Jupiter couple sues McDonald's over daughter's illness

Staff Report

February 18, 2006

A Jupiter couple sued McDonald's on Friday, claiming its French fries caused their 5-year-old daughter to suffer epileptic seizures, ulcers and the autoimmune intestinal disorder Celiac disease.

In Palm Beach Circuit Court, Mark and Theresa Chimiak seek damages for claims of product liability, negligence, fraudulent misrepresentation and violation of the Florida Deceptive and Unfair Trade Practices Act. The Chimiaks' suit claims that McDonald's fries contain gluten despite representations by the restaurant that its fries were gluten-free and safe for people with gluten allergies.

Between 2004 and 2006, Annalise Chimiak ate fries from both franchise and corporate-owned McDonald's in Jupiter, the suit states.
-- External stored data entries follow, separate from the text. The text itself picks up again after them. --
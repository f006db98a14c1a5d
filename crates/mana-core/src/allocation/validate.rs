//! Batch validation of parsed allocations.

use std::collections::BTreeMap;

use super::parse::RawAllocation;
use crate::catalog::Catalog;

/// Lowest accepted score for a single project.
pub const MIN_SCORE: i64 = 1;
/// Highest accepted score for a single project.
pub const MAX_SCORE: i64 = 10;
/// The whole batch may not add up to more than this.
pub const MAX_TOTAL_SCORE: i64 = 10;

/// Why one parsed pair was rejected.
#[derive(Debug, Clone, Copy, PartialEq, Eq)]
pub enum PairErrorKind {
    /// Score parsed but is outside `[1, 10]`.
    ScoreOutOfRange,
    /// Score text does not parse as an integer.
    NonNumericScore,
    /// Project name is not a catalog member.
    UnknownProject,
}

/// A rejected pair together with the project name the user typed.
#[derive(Debug, Clone, PartialEq, Eq)]
pub struct PairError {
    pub project: String,
    pub kind: PairErrorKind,
}

/// Result of validating one message as a self-contained batch.
#[derive(Debug, Clone, PartialEq, Eq)]
pub enum BatchOutcome {
    /// Every pair is valid and the budget holds.
    Accepted {
        allocations: BTreeMap<String, u8>,
        total: u8,
    },
    /// The valid pairs alone already exceed the budget. Reported before any
    /// per-pair errors.
    OverBudget { total: i64 },
    /// At least one pair was rejected; nothing is submitted.
    Rejected { errors: Vec<PairError> },
    /// Pairs were parsed but none survived validation.
    NoneValid,
}

/// Validates parsed pairs against the catalog and the budget constraint.
///
/// Pairs are checked independently and errors accumulate; one bad pair does
/// not abort the others. Valid pairs land in a map keyed by project name,
/// so a duplicate project overwrites the earlier score. The total is
/// computed once over the final map, after per-pair filtering.
///
/// Outcome precedence is fixed: budget overflow first, then per-pair
/// errors, then emptiness. Callers must not reorder the checks.
pub fn validate_batch(pairs: &[RawAllocation], catalog: &Catalog) -> BatchOutcome {
    let mut allocations: BTreeMap<String, u8> = BTreeMap::new();
    let mut errors = Vec::new();

    for pair in pairs {
        let score = match pair.score.parse::<i64>() {
            Ok(score) if (MIN_SCORE..=MAX_SCORE).contains(&score) => score as u8,
            Ok(_) => {
                errors.push(PairError {
                    project: pair.project.clone(),
                    kind: PairErrorKind::ScoreOutOfRange,
                });
                continue;
            }
            Err(_) => {
                errors.push(PairError {
                    project: pair.project.clone(),
                    kind: PairErrorKind::NonNumericScore,
                });
                continue;
            }
        };

        if !catalog.is_valid_project(&pair.project) {
            errors.push(PairError {
                project: pair.project.clone(),
                kind: PairErrorKind::UnknownProject,
            });
            continue;
        }

        allocations.insert(pair.project.clone(), score);
    }

    let total: i64 = allocations.values().map(|score| i64::from(*score)).sum();

    if total > MAX_TOTAL_SCORE {
        return BatchOutcome::OverBudget { total };
    }
    if !errors.is_empty() {
        return BatchOutcome::Rejected { errors };
    }
    if allocations.is_empty() {
        return BatchOutcome::NoneValid;
    }

    BatchOutcome::Accepted {
        allocations,
        total: total as u8,
    }
}
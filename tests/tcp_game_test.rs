use broadside::{GameServer, PlayerId, TcpTransport};
use tokio::io::{AsyncBufReadExt, AsyncWriteExt, BufReader};
use tokio::net::{TcpListener, TcpStream};

const FLEET: &str = "I 1 1 0 0 2 1 3 0 3 1 6 0 4 1 0 3 5 1 3 5";

struct Client {
    reader: BufReader<tokio::net::tcp::OwnedReadHalf>,
    writer: tokio::net::tcp::OwnedWriteHalf,
}

impl Client {
    async fn connect(addr: std::net::SocketAddr) -> anyhow::Result<Self> {
        let stream = TcpStream::connect(addr).await?;
        let (read_half, write_half) = stream.into_split();
        Ok(Self {
            reader: BufReader::new(read_half),
            writer: write_half,
        })
    }

    async fn send(&mut self, line: &str) -> anyhow::Result<()> {
        self.writer.write_all(line.as_bytes()).await?;
        self.writer.write_all(b"\n").await?;
        Ok(())
    }

    async fn expect(&mut self, want: &str) -> anyhow::Result<()> {
        let mut line = String::new();
        self.reader.read_line(&mut line).await?;
        anyhow::ensure!(
            line.trim_end() == want,
            "expected {:?}, got {:?}",
            want,
            line.trim_end()
        );
        Ok(())
    }
}

#[tokio::test(flavor = "multi_thread")]
async fn scripted_game_over_real_sockets() -> anyhow::Result<()> {
    let listener1 = TcpListener::bind("127.0.0.1:0").await?;
    let listener2 = TcpListener::bind("127.0.0.1:0").await?;
    let addr1 = listener1.local_addr()?;
    let addr2 = listener2.local_addr()?;

    let server_future = tokio::spawn(async move {
        let (stream1, _) = listener1.accept().await.unwrap();
        let (stream2, _) = listener2.accept().await.unwrap();
        let mut server = GameServer::new(
            Box::new(TcpTransport::new(stream1)),
            Box::new(TcpTransport::new(stream2)),
        );
        server.run().await.unwrap();
        server.session().winner()
    });

    let player1_future = tokio::spawn(async move {
        let mut client = Client::connect(addr1).await?;
        client.send("B 10 10").await?;
        client.expect("A").await?;
        client.send(FLEET).await?;
        client.expect("A").await?;

        client.send("S 9 9").await?;
        client.expect("R 5 M").await?;

        // repeating the same coordinate is rejected and the turn stays
        client.send("S 9 9").await?;
        client.expect("E 401").await?;
        client.send("S 8 8").await?;
        client.expect("R 5 M").await?;

        // opponent forfeits next, so the win notice arrives unprompted
        client.expect("H 1").await?;
        anyhow::Ok(())
    });

    let player2_future = tokio::spawn(async move {
        let mut client = Client::connect(addr2).await?;
        client.send("B").await?;
        client.expect("A").await?;
        client.send(FLEET).await?;
        client.expect("A").await?;

        client.send("S 9 9").await?;
        client.expect("R 5 M").await?;

        client.send("F").await?;
        client.expect("H 0").await?;
        anyhow::Ok(())
    });

    let (winner, res1, res2) = tokio::try_join!(server_future, player1_future, player2_future)?;
    res1?;
    res2?;
    assert_eq!(winner, Some(PlayerId::One));
    Ok(())
}
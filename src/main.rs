use broadside::{init_logging, GameServer, TcpTransport, DEFAULT_PORT1, DEFAULT_PORT2};
use clap::Parser;
use log::info;
use tokio::net::TcpListener;

/// Host one two-player Battleship game over two TCP ports.
#[derive(Parser)]
#[command(author, version, about, long_about = None)]
struct Cli {
    /// Listening port for player 1.
    #[arg(long, default_value_t = DEFAULT_PORT1)]
    port1: u16,
    /// Listening port for player 2.
    #[arg(long, default_value_t = DEFAULT_PORT2)]
    port2: u16,
}

async fn accept_player(listener: &TcpListener, player: u8) -> anyhow::Result<TcpTransport> {
    let (stream, addr) = listener.accept().await?;
    info!("player {} connected from {}", player, addr);
    Ok(TcpTransport::new(stream))
}

#[tokio::main]
async fn main() -> anyhow::Result<()> {
    init_logging();
    let cli = Cli::parse();

    let listener1 = TcpListener::bind(("0.0.0.0", cli.port1)).await?;
    info!("listening for player 1 on port {}", cli.port1);
    let listener2 = TcpListener::bind(("0.0.0.0", cli.port2)).await?;
    info!("listening for player 2 on port {}", cli.port2);

    let player1 = accept_player(&listener1, 1).await?;
    let player2 = accept_player(&listener2, 2).await?;

    let mut server = GameServer::new(Box::new(player1), Box::new(player2));
    server.run().await?;

    match server.session().winner() {
        Some(winner) => info!("game over, player {} wins", winner.number()),
        None => info!("game over, both players disconnected"),
    }
    Ok(())
}
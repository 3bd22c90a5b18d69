use broadside::transport::in_memory::InMemoryTransport;
use broadside::transport::Transport;
use broadside::{GameServer, PlayerId};

const FLEET: &str = "I 1 1 0 0 2 1 3 0 3 1 6 0 4 1 0 3 5 1 3 5";

async fn send_all(transport: &mut InMemoryTransport, lines: &[&str]) {
    for line in lines {
        transport.send_line(line).await.unwrap();
    }
}

async fn recv_exactly(transport: &mut InMemoryTransport, count: usize) -> Vec<String> {
    let mut out = Vec::with_capacity(count);
    for _ in 0..count {
        out.push(transport.recv_line().await.unwrap().unwrap());
    }
    out
}

#[tokio::test]
async fn forfeit_game_over_in_memory_transports() {
    let (server1, mut client1) = InMemoryTransport::pair();
    let (server2, mut client2) = InMemoryTransport::pair();

    // queue each side's whole script; the server consumes them in strict
    // player-1-then-player-2 alternation
    send_all(&mut client1, &["B 10 10", FLEET, "S 9 9"]).await;
    send_all(&mut client2, &["B", FLEET, "F"]).await;

    let mut server = GameServer::new(Box::new(server1), Box::new(server2));
    server.run().await.unwrap();

    assert!(server.session().is_over());
    assert_eq!(server.session().winner(), Some(PlayerId::One));

    assert_eq!(
        recv_exactly(&mut client1, 4).await,
        vec!["A", "A", "R 5 M", "H 1"]
    );
    assert_eq!(recv_exactly(&mut client2, 3).await, vec!["A", "A", "H 0"]);
}

#[tokio::test]
async fn errors_do_not_consume_the_turn() {
    let (server1, mut client1) = InMemoryTransport::pair();
    let (server2, mut client2) = InMemoryTransport::pair();

    // player 1 fumbles setup and placement before getting both right;
    // the server keeps reading player 1 until each phase advances
    send_all(
        &mut client1,
        &["X", "B 5 5", "B 10 10", "I 1 2 3", FLEET, "Q", "S 9 9"],
    )
    .await;
    send_all(&mut client2, &["B", FLEET, "F"]).await;

    let mut server = GameServer::new(Box::new(server1), Box::new(server2));
    server.run().await.unwrap();

    assert_eq!(
        recv_exactly(&mut client1, 8).await,
        vec!["E 100", "E 200", "A", "E 201", "A", "G 5", "R 5 M", "H 1"]
    );
    assert_eq!(recv_exactly(&mut client2, 3).await, vec!["A", "A", "H 0"]);
    assert_eq!(server.session().winner(), Some(PlayerId::One));
}

#[tokio::test]
async fn disconnects_end_the_session_without_a_winner() {
    let (server1, mut client1) = InMemoryTransport::pair();
    let (server2, client2) = InMemoryTransport::pair();

    send_all(&mut client1, &["B 10 10"]).await;
    drop(client1);
    drop(client2);

    let mut server = GameServer::new(Box::new(server1), Box::new(server2));
    server.run().await.unwrap();

    assert!(server.session().is_over());
    assert_eq!(server.session().winner(), None);
}
//! Fixed game parameters shared by every session.

/// Default listening port for player 1.
pub const DEFAULT_PORT1: u16 = 2201;
/// Default listening port for player 2.
pub const DEFAULT_PORT2: u16 = 2202;

/// Largest board dimension the fixed-capacity grid supports.
pub const MAX_BOARD: usize = 24;
/// Smallest board dimension a client may declare.
pub const MIN_BOARD: u32 = 10;

/// Ships each player places.
pub const PIECE_COUNT: usize = 5;
/// Distinct base shapes in the catalog.
pub const NUM_SHAPES: usize = 7;
/// Clockwise orientations per shape.
pub const ROTATIONS: usize = 4;
/// Side length of the square shape mask.
pub const SHAPE_SIZE: usize = 4;
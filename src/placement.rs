//! Placement validator: commits a full fleet onto a board or rejects it.

use core::fmt;

use crate::board::{Board, Cell, FLEET_SIZE};
use crate::catalog::{anchor, ShipCatalog};
use crate::config::{NUM_SHAPES, PIECE_COUNT, ROTATIONS, SHAPE_SIZE};

/// One `(type, rotation, col, row)` tuple from the placement command.
#[derive(Debug, Clone, Copy, PartialEq, Eq)]
pub struct PiecePlacement {
    pub shape: u32,
    pub rotation: u32,
    pub col: u32,
    pub row: u32,
}

impl PiecePlacement {
    /// Split a flat argument list (4 integers per piece) into tuples.
    /// Callers check the count first.
    pub fn from_args(args: &[u32]) -> Vec<PiecePlacement> {
        args.chunks_exact(4)
            .map(|c| PiecePlacement {
                shape: c[0],
                rotation: c[1],
                col: c[2],
                row: c[3],
            })
            .collect()
    }
}

/// Why a placement batch was rejected.
#[derive(Debug, Clone, Copy, PartialEq, Eq)]
pub enum PlacementError {
    /// Shape number outside 1..=7.
    ShapeOutOfRange,
    /// Rotation number outside 1..=4.
    RotationOutOfRange,
    /// Anchor coordinate outside the declared board.
    PositionOutOfBoard,
    /// Some occupied cell of the rotated shape falls off the grid.
    DoesNotFit,
    /// Some occupied cell lands on an already-occupied cell.
    Overlap,
}

impl fmt::Display for PlacementError {
    fn fmt(&self, f: &mut fmt::Formatter<'_>) -> fmt::Result {
        match self {
            PlacementError::ShapeOutOfRange => write!(f, "shape number out of range"),
            PlacementError::RotationOutOfRange => write!(f, "rotation number out of range"),
            PlacementError::PositionOutOfBoard => write!(f, "position outside the board"),
            PlacementError::DoesNotFit => write!(f, "shape does not fit on the board"),
            PlacementError::Overlap => write!(f, "shape overlaps a placed ship"),
        }
    }
}

/// Validate and commit exactly [`PIECE_COUNT`] pieces.
///
/// Range errors (shape, rotation, anchor coordinate) are detected in a
/// pre-pass and leave the board untouched. Fit and overlap errors are only
/// found while writing cells, so they reset the whole board to empty: a
/// single bad piece invalidates the entire attempt and the client must
/// resubmit all five ships. On success ships get ids 1..=PIECE_COUNT in
/// submission order and the fleet count is armed.
pub fn place_fleet(
    board: &mut Board,
    catalog: &ShipCatalog,
    pieces: &[PiecePlacement],
) -> Result<(), PlacementError> {
    debug_assert_eq!(pieces.len(), PIECE_COUNT);

    for piece in pieces {
        if piece.shape < 1 || piece.shape > NUM_SHAPES as u32 {
            return Err(PlacementError::ShapeOutOfRange);
        }
        if piece.rotation < 1 || piece.rotation > ROTATIONS as u32 {
            return Err(PlacementError::RotationOutOfRange);
        }
        // The declared coordinate range is inclusive of the far edge; an
        // edge anchor still fails the commit pass below.
        if piece.row > board.height() as u32 || piece.col > board.width() as u32 {
            return Err(PlacementError::PositionOutOfBoard);
        }
    }

    for (index, piece) in pieces.iter().enumerate() {
        let id = (index + 1) as u8;
        let mask = catalog.mask(piece.shape, piece.rotation);
        let (anchor_row, anchor_col) = anchor(mask);

        for mask_row in 0..SHAPE_SIZE {
            for mask_col in 0..SHAPE_SIZE {
                if !mask[mask_row][mask_col] {
                    continue;
                }
                let row = piece.row as i32 + mask_row as i32 - anchor_row as i32;
                let col = piece.col as i32 + mask_col as i32 - anchor_col as i32;
                if !board.contains(row, col) {
                    board.clear();
                    return Err(PlacementError::DoesNotFit);
                }
                let (row, col) = (row as usize, col as usize);
                if board.cell(row, col) != Cell::Empty {
                    board.clear();
                    return Err(PlacementError::Overlap);
                }
                board.set_cell(row, col, Cell::Occupied(id));
            }
        }
    }

    board.set_ships_remaining(FLEET_SIZE);
    Ok(())
}
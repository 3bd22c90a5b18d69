//! Line-oriented transports between the server and its two clients.

#[async_trait::async_trait]
pub trait Transport: Send {
    /// Send one reply line; the transport appends framing.
    async fn send_line(&mut self, line: &str) -> anyhow::Result<()>;
    /// Receive the next line, or `None` when the peer closed cleanly.
    async fn recv_line(&mut self) -> anyhow::Result<Option<String>>;
}

pub mod in_memory;
pub mod tcp;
In addition to the McDonald's corporation, franchisee Jupiter Festival Ltd. also is being sued.

McDonald's had not yet been served with the suit Friday, said Andrea Knibbs, a spokeswoman for the Jupiter franchise. On Monday, the Chicago Tribune reported that McDonald's acknowledged that a flavoring agent in its cooking oil is derived from wheat and dairy ingredients.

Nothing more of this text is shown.